Of the defenders, only Spyder, D'Amprisi, and Lieutenant Petronella were left. The MP officer was cut deeply in several places, but somehow he managed to stand. Coughing and limping himself, he walked over to him. "Are you convinced? Are you satisfied?"

The lieutenant managed a nod. "Quite… sir."

The couple just stood there, unable to look on the battlefield. Although they had saved their lives, they knew that they had committed themselves to a cause. What was once their enemy was now their friend.


            A few minutes later, the battle video feed was reestablished. "Ah, now that's more like it… why the hell are they retreating?!"

            One of the staff officers went to make his report. "Sir…"

            "Why are they retreating and why am I not talking to Major-General Sanford right now?" Curtis said, his pudgy face so red that steam looked to be coming out of his ears.

            "General Sanford is dead, sir. General Huang has ordered a general retreat for her and the other three legions."

            "Damn that woman! I'll court-marshal the insubordinate bitch!"

            Ten minutes later, what was left of the four Federation legions sent to take the Rebel fortress returned to their home bases. They'd sent legions to take Tower City, they returned with divisions. The disheveled form of General Huang reported to the war room as ordered.

            "General, why did you order your legion to retreat?!" Curtis was furious.

            "General… I have no legion." she replied calmly. Then suddenly, her temper broke, and she charged toward her commanding officer. "You murderous bastard!!!"

            As the staff officers lunged to contain the frantic woman, Curtis jumped out of his seat. "Place the general under arrest for treason!"


            The men and women of the ninth division looked out on the devastation before them. Gigantic creators smoldered in the earth where orbital bombardments had landed. The dead littered the landscape for kilometers. Medics were now everywhere looking for any signs of life. They weren't having much luck.

            "That wasn't war out there, boss." Peter Benjamin answered, the first words he had said in half an hour. "That was murder."

            Dimiye didn't argue the fact. "We've been through this kinda thing before, Peter."

            "The EB's never charged through an orbital artillery barrage."

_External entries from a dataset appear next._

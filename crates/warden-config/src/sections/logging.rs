// Copyright (c) 2025 Geoffrey Huntley <ghuntley@ghuntley.com>. All rights reserved.
// SPDX-License-Identifier: Proprietary

//! Logging configuration.
//!
//! `level` is a `tracing_subscriber::EnvFilter` directive string and is only
//! used when `RUST_LOG` is not set.

use serde::Deserialize;

#[derive(Debug, Clone, PartialEq)]
pub struct LoggingConfig {
	pub level: String,
	pub json: bool,
}

impl Default for LoggingConfig {
	fn default() -> Self {
		Self {
			level: "info".to_string(),
			json: false,
		}
	}
}

#[derive(Debug, Clone, Default, Deserialize)]
#[serde(deny_unknown_fields)]
pub struct LoggingConfigLayer {
	#[serde(default)]
	pub level: Option<String>,
	#[serde(default)]
	pub json: Option<bool>,
}

impl LoggingConfigLayer {
	pub fn merge(&mut self, other: Self) {
		if other.level.is_some() {
			self.level = other.level;
		}
		if other.json.is_some() {
			self.json = other.json;
		}
	}

	pub fn finalize(self) -> LoggingConfig {
		let defaults = LoggingConfig::default();
		LoggingConfig {
			level: self.level.unwrap_or(defaults.level),
			json: self.json.unwrap_or(defaults.json),
		}
	}
}

#[cfg(test)]
mod tests {
	use super::*;

	#[test]
	fn defaults_to_info_text_output() {
		let config = LoggingConfigLayer::default().finalize();
		assert_eq!(config.level, "info");
		assert!(!config.json);
	}

	#[test]
	fn directive_strings_pass_through() {
		let config = LoggingConfigLayer {
			level: Some("warden_core=debug,sqlx=warn".to_string()),
			json: Some(true),
		}
		.finalize();
		assert_eq!(config.level, "warden_core=debug,sqlx=warn");
		assert!(config.json);
	}
}
//! # substantial
//!
//! A durable workflow engine: workflow functions written as ordinary
//! imperative procedures are replayed over an append-only event log, so that
//! across crashes, retries, and restarts every computed value and every
//! externally delivered signal is remembered and each run makes monotonic
//! progress toward its terminal result.
//!
//! Workflows call a small set of context primitives (`save`, `sleep`,
//! `receive`, `handle`, `ensure`); the engine records every significant
//! outcome and short-circuits primitives whose result is already on record.
//! An agent polls a priority-queued schedule and replays runs under
//! time-bounded exclusive leases, coordinating workers across processes
//! purely through the backend.

pub mod agent;
pub mod backend;
pub mod conductor;
pub mod ctx;
pub mod error;
pub mod event;
pub mod filter;
pub mod registry;
pub mod retry;
pub mod run;
pub mod workflow;

mod activity;
mod utils;

pub mod prelude {
	pub use crate::agent::{Agent, AgentConfig};
	pub use crate::backend::fs::FsBackend;
	pub use crate::backend::redis::RedisBackend;
	pub use crate::backend::{Backend, BackendHandle};
	pub use crate::conductor::{AgentHandle, Conductor, DEFAULT_QUEUE};
	pub use crate::ctx::Context;
	pub use crate::error::{WorkflowError, WorkflowResult};
	pub use crate::event::{Event, EventRecord, Records, Stop};
	pub use crate::filter::{RunResult, SearchResult, WorkflowFilter};
	pub use crate::retry::RetryStrategy;
	pub use crate::run::Run;
	pub use crate::workflow::Workflow;
}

            "No… not that I recall."

            Peter's face soured. It almost looked like he was crying but no tears were in his eyes. He was a hard man now that couldn't cry; not after the things he'd seen. "It's days like this that I'm sorry to be a human being."

            "I know, Peter," he said grabbing his shoulder, "me, too."


            Another hour passed and Dimiye was back at Fabin's headquarters. Fragments from the bombardment had ripped open the front half; some staffer had managed to put a tarp covering the open wall. The general looked like he wanted to cheer and celebrate. Still, all his rejoicing was stopped with one look at Alistar's face. "Listen, Al…"

            The major shook his head and Fabin shut up. "Did you need me, sir? My division is still counting casualties."

            "Yes, I do. There's a couple things we need ta clear up."


            "First off… my God, what a job today!" Joel Fabin couldn't contain himself any longer. "I am promoting you to Lieutenant Colonel… NOW! Do you hear me?"

            Dimiye nodded. About damn time, he thought.

            "Second, I…" the general picked up a datapad from his dusty desk, "I read your file. The G-40 clearance stuff…" Fabin handed it to his subordinate. "You wanted it and there it is."

            Alistar swallowed the grit in his mouth and nodded again. "Thank you, sir."

            "I want you to know, Al. I don't think any less of you for what happened. Could happen to anyone, but…" Fabin was interrupted suddenly by one of his adjutants. "What?!"

            "I'm sorry to interrupt, sir, but I thought you might want to see this."

            Joel didn't like getting interrupted in the middle of a speech. "What is it?! What's so damned important?!?!"

            Malachi Spyder walked into the office. Fabin was flabbergasted. "Who the hell are you?!"

            The captain was more than a little intimidated. "Captain Spyder, sir."

            "Him and six others held the spaceport against a division, sir. We count the enemy dead at six hundred." the staffer explained.

            Dimiye was shocked. "Seven against a thousand?"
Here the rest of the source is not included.